→ **WHAT THE TASK ASKS**
Go through each line of the entries below and tally those containing the string "KombodConfig"; give only the total.

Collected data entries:

········

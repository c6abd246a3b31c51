// SPDX-FileCopyrightText: 2026 Stan Grams <sjg@haxx.space>
//
// SPDX-License-Identifier: BSD-2-Clause

//! kombod - headless control/monitor daemon for a KPA500/KAT500 pair.
//!
//! Connects to whichever devices are configured, prints state transitions
//! (or JSON lines with `--json`) as the poll loop publishes them, and runs
//! until Ctrl-C. The `full-tune` subcommand powers the pair on if needed,
//! triggers a tune cycle, and can wait for it to finish.

use std::path::PathBuf;
use std::time::Duration;

use clap::{Parser, Subcommand};
use tokio::signal;
use tokio::sync::mpsc;
use tokio::time;
use tracing::{error, info, warn};

use kombo_kat500::TunerFault;
use kombo_kpa500::OperatingMode;
use kombo_model::{ComboConfig, ComboModel, ComboState};
use tokio_serial::SerialStream;

mod config;

use crate::config::KombodConfig;

type DynResult<T> = Result<T, Box<dyn std::error::Error>>;

/// Poll the tuner at least this often while waiting on a tune to finish.
const TUNE_WAIT_INTERVAL: Duration = Duration::from_secs(5);

const PKG_DESCRIPTION: &str = concat!(env!("CARGO_PKG_NAME"), " - ", env!("CARGO_PKG_DESCRIPTION"));

#[derive(Debug, Parser)]
#[command(version = env!("CARGO_PKG_VERSION"), about = PKG_DESCRIPTION)]
struct Cli {
    /// Serial port for the KPA500 amplifier
    #[arg(long = "amp-port")]
    amp_port: Option<String>,
    /// Serial port for the KAT500 tuner
    #[arg(long = "tuner-port")]
    tuner_port: Option<String>,
    /// Baud rate for both ports
    #[arg(short = 'b', long)]
    baud: Option<u32>,
    /// Amplifier poll interval in milliseconds
    #[arg(long = "poll-interval")]
    poll_interval_ms: Option<u64>,
    /// Tuner background poll interval in seconds
    #[arg(long = "tuner-interval")]
    tuner_interval_secs: Option<u64>,
    /// Path to a kombo.toml config file
    #[arg(short = 'c', long)]
    config: Option<PathBuf>,
    /// Emit every state change as a JSON line instead of a summary
    #[arg(long)]
    json: bool,
    #[command(subcommand)]
    command: Option<Command>,
}

#[derive(Debug, Subcommand)]
enum Command {
    /// Trigger a full tune cycle
    FullTune {
        /// Block until the tuner reports the tune finished
        #[arg(long)]
        wait: bool,
    },
}

#[tokio::main]
async fn main() -> DynResult<()> {
    init_tracing();

    let cli = Cli::parse();
    let mut config = KombodConfig::load(cli.config.as_deref())?;
    if cli.amp_port.is_some() {
        config.amp_port = cli.amp_port.clone();
    }
    if cli.tuner_port.is_some() {
        config.tuner_port = cli.tuner_port.clone();
    }
    if let Some(baud) = cli.baud {
        config.baud = baud;
    }
    if let Some(interval) = cli.poll_interval_ms {
        config.poll_interval_ms = interval;
    }
    if let Some(interval) = cli.tuner_interval_secs {
        config.tuner_interval_secs = interval;
    }

    if config.amp_port.is_none() && config.tuner_port.is_none() {
        return Err("at least one of --amp-port / --tuner-port must be configured".into());
    }

    let mut tuner_interval = Duration::from_secs(config.tuner_interval_secs);
    if matches!(&cli.command, Some(Command::FullTune { wait: true })) {
        // Tune completion is observed through polling; do not let a long
        // background interval stretch the wait.
        tuner_interval = tuner_interval.min(TUNE_WAIT_INTERVAL);
    }

    let model = ComboModel::new(ComboConfig {
        amp_poll_interval: Duration::from_millis(config.poll_interval_ms),
        tuner_poll_interval: tuner_interval,
    });

    // The listener must stay cheap, so it only enqueues; a separate task
    // does the printing.
    let (state_tx, state_rx) = mpsc::unbounded_channel::<ComboState>();
    model.subscribe(move |state| {
        let _ = state_tx.send(state.clone());
    });
    tokio::spawn(print_states(state_rx, cli.json));

    info!(
        "Connecting (amp: {}, tuner: {}, {} baud)",
        config.amp_port.as_deref().unwrap_or("-"),
        config.tuner_port.as_deref().unwrap_or("-"),
        config.baud
    );
    let connected = model
        .connect(
            config.amp_port.as_deref(),
            config.tuner_port.as_deref(),
            config.baud,
        )
        .await;
    if !connected {
        error!("No device connected; nothing to poll");
        std::process::exit(1);
    }
    let state = model.state();
    info!(
        "Connected (amp: {}, tuner: {}, power: {})",
        if state.amp_connected { "yes" } else { "no" },
        if state.tuner_connected { "yes" } else { "no" },
        if state.powered_on { "on" } else { "off" }
    );

    match cli.command {
        Some(Command::FullTune { wait }) => {
            let result = run_full_tune(&model, wait).await;
            model.disconnect().await;
            result?;
        }
        None => {
            model.start_polling();
            info!("Polling started; Ctrl-C to exit");
            signal::ctrl_c().await?;
            info!("Ctrl-C received, shutting down");
            model.disconnect().await;
        }
    }

    Ok(())
}

fn init_tracing() {
    // Uses default formatting and RUST_LOG if available.
    tracing_subscriber::fmt().with_target(false).init();
}

async fn run_full_tune(model: &ComboModel<SerialStream>, wait: bool) -> DynResult<()> {
    if !model.state().powered_on {
        info!("Devices are off; powering on");
        if !model.power_on().await {
            return Err("failed to power on both devices".into());
        }
    }

    if !model.full_tune().await {
        return Err("full tune did not start".into());
    }
    info!("Full tune started");

    if wait {
        model.start_polling();
        loop {
            time::sleep(Duration::from_millis(500)).await;
            let state = model.state();
            if !state.tuner.tuning {
                match state.tuner.vswr {
                    Some(vswr) => info!("Tune complete, VSWR {:.2}", vswr),
                    None => info!("Tune complete"),
                }
                if let Some(fault) = state.tuner.fault {
                    if fault != TunerFault::None {
                        warn!("Tuner fault: {:?}", fault);
                    }
                }
                break;
            }
        }
        model.stop_polling().await;
    }
    Ok(())
}

/// Print each distinct snapshot the model publishes.
async fn print_states(mut state_rx: mpsc::UnboundedReceiver<ComboState>, json: bool) {
    let mut last: Option<ComboState> = None;
    while let Some(state) = state_rx.recv().await {
        if last.as_ref() == Some(&state) {
            continue;
        }
        if json {
            match serde_json::to_string(&state) {
                Ok(line) => println!("{}", line),
                Err(e) => error!("snapshot serialization failed: {}", e),
            }
        } else {
            println!("{}", summarize(&state));
        }
        last = Some(state);
    }
}

fn summarize(state: &ComboState) -> String {
    let amp = if !state.amp_connected {
        "amp --".to_string()
    } else if !state.amp.powered_on {
        "amp off".to_string()
    } else {
        format!(
            "amp on {} {} {}W swr {:.1}{}",
            match state.amp.operating_mode {
                Some(OperatingMode::Standby) => "standby",
                Some(OperatingMode::Operate) => "operate",
                None => "?",
            },
            state
                .amp
                .band
                .map(|band| band.label())
                .unwrap_or("?"),
            state.amp.power_watts,
            state.amp.swr,
            match state.amp.fault {
                Some(fault) if fault.code() != 0 => format!(" FAULT {:?}", fault),
                _ => String::new(),
            }
        )
    };

    let tuner = if !state.tuner_connected {
        "tuner --".to_string()
    } else if !state.tuner.powered_on {
        "tuner off".to_string()
    } else {
        format!(
            "tuner on {}{}{}{}",
            match state.tuner.mode {
                Some(mode) => format!("{:?} ", mode).to_lowercase(),
                None => String::new(),
            },
            match state.tuner.antenna {
                Some(antenna) => format!("ant{} ", antenna.code()),
                None => String::new(),
            },
            match state.tuner.vswr {
                Some(vswr) => format!("vswr {:.2}", vswr),
                None => "vswr -".to_string(),
            },
            if state.tuner.tuning { " TUNING" } else { "" }
        )
    };

    format!("{} | {}", amp, tuner)
}

#[cfg(test)]
mod tests {
    use super::*;

    #[test]
    fn test_summarize_disconnected() {
        let state = ComboState::default();
        assert_eq!(summarize(&state), "amp -- | tuner --");
    }

    #[test]
    fn test_summarize_powered_pair() {
        let mut state = ComboState {
            amp_connected: true,
            tuner_connected: true,
            ..Default::default()
        };
        state.amp.powered_on = true;
        state.amp.operating_mode = Some(OperatingMode::Operate);
        state.amp.band = Some(kombo_core::Band::B20m);
        state.amp.power_watts = 420;
        state.amp.swr = 1.5;
        state.tuner.powered_on = true;
        state.tuner.mode = Some(kombo_kat500::TunerMode::Auto);
        state.tuner.antenna = Some(kombo_kat500::Antenna::Ant1);
        state.tuner.vswr = Some(1.22);
        state.recompute_power();

        assert_eq!(
            summarize(&state),
            "amp on operate 20m 420W swr 1.5 | tuner on auto ant1 vswr 1.22"
        );
    }
}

········

→ **SOLUTION TO THE PROBLEM**
2